There's another client, also in his thirties. When signing the contract, his terms were so harsh that they were almost unacceptable. He kept demanding one condition after another. Finally, when he made yet another request, I wanted to get angry but couldn't. So, I said sarcastically, "Fine, I'll give you a wife." Everyone laughed, and the contract was signed. However, when I went to settle the account after the project was done, he claimed I owed him a wife and wouldn't pay. No matter how many times I asked, he used the same excuse. One day, right after they finished a meeting with many people present, I mentioned settling the account again, and he brought up the wife thing once more. I said, "Alright, I'll introduce you to two women." He said one was enough, no need for so many. I said, "It's one older woman bringing a younger one, buy one get one free. If you don't accept, tough luck." He then said, "Then you might as well introduce me to a pockmarked woman." I replied, "A pockmarked woman is better than a pretty fifty-year-old." He said, "Then you might as well introduce me to an eighty-year-old." I said, "You're dreaming! Introducing you to an eighty-year-old means you'd instantly become a grandfather with a bunch of grandchildren after marriage, without any effort. Besides, imagine hugging an eighty-year-old every night and drinking expired milk. If you got poisoned, how would I explain that?" Everyone burst into laughter, and finally, he issued the transfer check.

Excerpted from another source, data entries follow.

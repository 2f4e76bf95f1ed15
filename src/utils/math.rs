const TAB64: [u32; 64] = [
    63, 0, 58, 1, 59, 47, 53, 2, 60, 39, 48, 27, 54, 33, 42, 3, 61, 51, 37, 40, 49, 18, 28, 20, 55,
    30, 34, 11, 43, 14, 22, 4, 62, 57, 46, 52, 38, 26, 32, 41, 50, 36, 17, 19, 29, 10, 13, 21, 56,
    45, 25, 31, 35, 16, 9, 12, 44, 24, 15, 8, 23, 7, 6, 5,
];

/// Floor of log2 via a de Bruijn lookup. `value` must be non-zero.
pub fn fast_log2(value: usize) -> u32 {
    debug_assert_ne!(value, 0);

    let mut value = value as u64;
    value |= value >> 1;
    value |= value >> 2;
    value |= value >> 4;
    value |= value >> 8;
    value |= value >> 16;
    value |= value >> 32;

    TAB64[((value - (value >> 1)).wrapping_mul(0x07EDD5E59A4E28C2) >> 58) as usize]
}

/// Rounds `value` up to the nearest multiple of `mult`, which has to be a power of two.
/// Returns `None` on overflow.
#[inline]
pub fn round_up(value: usize, mult: usize) -> Option<usize> {
    debug_assert!(mult.is_power_of_two());

    value.checked_add(mult - 1).map(|it| it & !(mult - 1))
}

#[inline]
pub fn div_ceil(value: usize, by: usize) -> usize {
    value / by + usize::from(value % by > 0)
}

#[cfg(test)]
mod tests {
    use crate::utils::math::{div_ceil, fast_log2, round_up};

    #[test]
    fn log2_matches_std() {
        for value in (1..5000usize).chain([usize::MAX, 1 << 40, (1 << 40) + 1]) {
            assert_eq!(fast_log2(value), value.ilog2(), "at {}", value);
        }
    }

    #[test]
    fn rounding_works_fine() {
        assert_eq!(round_up(0, 8), Some(0));
        assert_eq!(round_up(1, 8), Some(8));
        assert_eq!(round_up(16, 8), Some(16));
        assert_eq!(round_up(17, 8), Some(24));
        assert_eq!(round_up(usize::MAX - 3, 8), None);

        assert_eq!(div_ceil(0, 4), 0);
        assert_eq!(div_ceil(1, 4), 1);
        assert_eq!(div_ceil(8, 4), 2);
        assert_eq!(div_ceil(9, 4), 3);
    }
}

There's a boy in his early twenties, much younger than me, and we're not very familiar. He sent me text messages every day. Seeing that I ignored him, he eventually told me he was a virgin. If I was willing, we could meet immediately. This put me in a difficult position. After hesitating for a while, I told him to be careful these days and not lose his virginity to anyone. I would discuss it with my husband and reply later.

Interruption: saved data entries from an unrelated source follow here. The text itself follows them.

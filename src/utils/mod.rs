pub mod math;
pub mod mem_context;
#[cfg(test)]
pub mod test;

#[cfg(target_family = "wasm")]
use ic_cdk::print;

#[cfg(target_family = "wasm")]
#[inline]
pub fn isoprint(str: &str) {
    print(str)
}

#[cfg(not(target_family = "wasm"))]
#[inline]
pub fn isoprint(str: &str) {
    println!("{}", str)
}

Recently, I bought a new Honda Accord, the highest configuration. Although it's somewhat inferior compared to Mercedes-Benz and BMW, it's a significant upgrade from my previous car. I feel great driving it, and others who ride in it also say it's excellent. One day, I went out with two colleagues, and upon getting in the car, one of them sighed, "Riding in this car makes me want to marry you." After traveling a long distance and finishing our errands, the two insisted on treating me to dinner. During the meal, they told me that they had discussed it and were willing to be my second and third husbands respectively. They assured me they would never argue. I was speechless, staring at them for a long time before saying, "One is too tall, and the other is too short. Starting today, go home and practice. When the tall one shrinks to 1.7 meters and the short one grows to 1.8 meters, I'll consider taking you in." The tall one was dissatisfied and said, "The short one growing taller is fine, but why does the tall one have to shrink?"

I said, "The short one is too fat, growing to 1.8 meters would be more balanced. The tall one is too thin, shrinking to 1.7 meters would be more suitable."

The tall one said, "You're being picky." I replied, "Things that come knocking usually aren't good, so of course I have to be picky."

The tall one said, "So things that don't come knocking are good?"

I said, "No, things that come by chance are good."

The other night, I placed a glass of water by my bedside to drink if I got thirsty in the middle of the night. Just before dawn, my husband picked up the cup and took a sip, saying, "Why does this water taste strange?" I said, "It's fine, I poured it." My husband took another sip and asked, "What tea bag did you use? Why is it so swollen?" I was surprised and said, "I didn't use any tea bag. What is it?" My husband handed the cup to me. Upon inspection, I saw a wad of toilet paper soaked in the water. Apparently, last night after wiping the baby's bottom, I accidentally threw it into the cup. I wanted to laugh but held back, telling him, "This is expensive cellulose protein slimming tea. Don't drink it." With that, I took the cup and poured the water into the trash can beside the bed. Unexpectedly, my husband was upset and said, "It's so expensive, and you only let me take one sip before throwing it away. You shouldn't drink this kind of thing," I said.